Farmers claim bait and switch in OID-Trinitas petition
A petition asks irrigation leaders to reverse a decision benefiting a corporate nut grower at small farmers’ expense.
“This petition is filling up faster than our irrigation canals,” said Robert Frobose. He and other longtime Oakdale Irrigation District customers would prefer that the district withhold water during the drought from newer customers, including megagrower Trinitas Partners.
The complaint centers on promises made when OID in 2013 absorbed 7,300 acres acquired by Trinitas for almond orchards between Oakdale and Knights Ferry. Existing customers say they were lulled into not opposing the annexation because the district assured them that Trinitas could get OID water only if others had enough to spare.
Last week, the OID board – for the first time in its 105-year history – imposed a cap of 30 inches of water per parcel, leaving many customers wondering if they’ll get enough to make their crops grow. At the same time, the board approved delivering 10 inches to so-called Tier 2 customers, or Trinitas and others that joined OID in the past couple of years.
Before the vote, Frobose and another audience member reminded the board of OID’s 2013 promise, but said their concerns were brushed aside.
“If we can’t trust them to keep their word in this agreement, what can we trust them to do?” Frobose said Wednesday.
OID General Manager Steve Knell said Tier 2 deliveries make good business sense. That Stanislaus River water will reduce the groundwater that Trinitas and others must pump to keep trees alive, and Tier 2 customers pay a higher rate, bringing OID about $800,000 this year, he said.
“Some folks seem a little myopic,” Knell said.
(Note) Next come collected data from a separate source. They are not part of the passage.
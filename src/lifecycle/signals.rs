//! OS signal handling.

use crate::lifecycle::Shutdown;

/// Resolve on Ctrl+C, or SIGTERM on unix.
pub async fn wait_for_signal() {
    let ctrl_c = async {
        if let Err(e) = tokio::signal::ctrl_c().await {
            tracing::error!(error = %e, "Failed to install Ctrl+C handler");
            std::future::pending::<()>().await;
        }
    };

    #[cfg(unix)]
    let terminate = async {
        match tokio::signal::unix::signal(tokio::signal::unix::SignalKind::terminate()) {
            Ok(mut signal) => {
                signal.recv().await;
            }
            Err(e) => {
                tracing::error!(error = %e, "Failed to install SIGTERM handler");
                std::future::pending::<()>().await;
            }
        }
    };

    #[cfg(not(unix))]
    let terminate = std::future::pending::<()>();

    tokio::select! {
        _ = ctrl_c => {},
        _ = terminate => {},
    }

    tracing::info!("Shutdown signal received");
}

/// Trigger `shutdown` when the process is asked to stop.
pub fn spawn_signal_listener(shutdown: Shutdown) -> tokio::task::JoinHandle<()> {
    tokio::spawn(async move {
        wait_for_signal().await;
        shutdown.trigger();
    })
}
//! Structured logging.
//!
//! # Design Decisions
//! - Uses tracing crate for structured logging
//! - JSON format for Lambda, pretty format for the local emulator
//! - `RUST_LOG` overrides the configured level
//! - Logs go to stderr so `invoke` output on stdout stays parseable

use tracing_subscriber::{layer::SubscriberExt, util::SubscriberInitExt, EnvFilter};

use crate::config::{LogFormat, ObservabilityConfig};

/// Filter used when `RUST_LOG` is not set.
pub fn default_filter(config: &ObservabilityConfig) -> String {
    format!("spa_edge={level},tower_http={level}", level = config.log_level)
}

/// Install the global subscriber. Safe to call once per process; later calls
/// are ignored.
pub fn init_tracing(config: &ObservabilityConfig) {
    let filter =
        EnvFilter::try_from_default_env().unwrap_or_else(|_| default_filter(config).into());

    let registry = tracing_subscriber::registry().with(filter);
    let result = match config.log_format {
        LogFormat::Json => registry
            .with(
                tracing_subscriber::fmt::layer()
                    .with_writer(std::io::stderr)
                    .json()
                    .with_current_span(false)
                    .with_target(false),
            )
            .try_init(),
        LogFormat::Pretty => registry
            .with(tracing_subscriber::fmt::layer().with_writer(std::io::stderr))
            .try_init(),
    };

    if let Err(e) = result {
        eprintln!("tracing subscriber already installed: {e}");
    }
}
A review of previous documents supports protesters’ memories:
▪ “OID will not provide water to Trinitas if OID does not have a full allotment of water from New Melones,” reads a district response to a question posed during an October 2012 public hearing.
While OID gets 300,000 acre-feet of water from the reservoir in a normal year, the district anticipates only 225,000 acre-feet this season, prompting this year’s historic restriction. “Tier 1 customers are not receiving their full allocation,” the current petition notes.
▪ “There will be no impact to existing customers” in dry years thanks to specific contract language between OID and Trinitas, reads a July 2013 Stanislaus Local Agency Formation Commission report, repeated several times with similar language.
That panel approved OID’s request to draw Trinitas into district borders. Others have joined OID since, bringing Tier 2 acreage to 10,000, compared with established customers’ 52,000 acres.
If OID doesn’t give water to new customers, Tier 1 would get another inch of water, Knell said, and Trinitas and others would be forced to pump more groundwater. Trinitas had 24 huge wells in 2013; at that time, the company predicted needing about 21,000 acre-feet of water by 2015.
Petitioners contend that the Trinitas arrangement “will only shift the pumping expense from Tier 2 customers to Tier 1 customers,” who will have to augment their water supplies. “It’s not going to save us any water from the aquifer,” the petition reads.
Ryon Paton, one of three Trinitas principal owners, said the company recently received a small amount of OID water “to test a new system we were putting in. But we’re not currently watering with OID water – not that we would turn it down.”
In 2013, the company agreed to pay OID $19 million in installments over the years for the right to annex, plus $55 for each acre-foot of water. Tier 1 customers are paying $27 per parcel; all customers also will pay a $6.10 per-acre drought surcharge.
Because Trinitas pays more for water than anyone else, its arrangement is “good for OID, good for the community and good for us,” Paton said.